[To do] Set down every line of the data, unchanged and complete.

(Dataset entries)
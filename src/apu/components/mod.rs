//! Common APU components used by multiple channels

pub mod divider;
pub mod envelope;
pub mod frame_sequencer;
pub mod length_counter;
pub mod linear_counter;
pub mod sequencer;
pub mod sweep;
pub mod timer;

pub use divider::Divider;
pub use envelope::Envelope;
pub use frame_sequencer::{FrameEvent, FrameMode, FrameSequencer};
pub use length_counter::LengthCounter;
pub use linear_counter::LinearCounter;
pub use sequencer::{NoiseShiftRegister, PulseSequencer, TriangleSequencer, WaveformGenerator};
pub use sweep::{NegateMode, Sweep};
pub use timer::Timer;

[Task solution]
filename src/apu/components/mod.rs
//! Common APU components used by multiple channels

pub mod divider;
pub mod envelope;
pub mod frame_sequencer;
pub mod length_counter;
pub mod linear_counter;
pub mod sequencer;
pub mod sweep;
pub mod timer;

pub use divider::Divider;
pub use envelope::Envelope;
pub use frame_sequencer::{FrameEvent, FrameMode, FrameSequencer};
pub use length_counter::LengthCounter;
pub use linear_counter::LinearCounter;
pub use sequencer::{NoiseShiftRegister, PulseSequencer, TriangleSequencer, WaveformGenerator};
pub use sweep::{NegateMode, Sweep};
pub use timer::Timer;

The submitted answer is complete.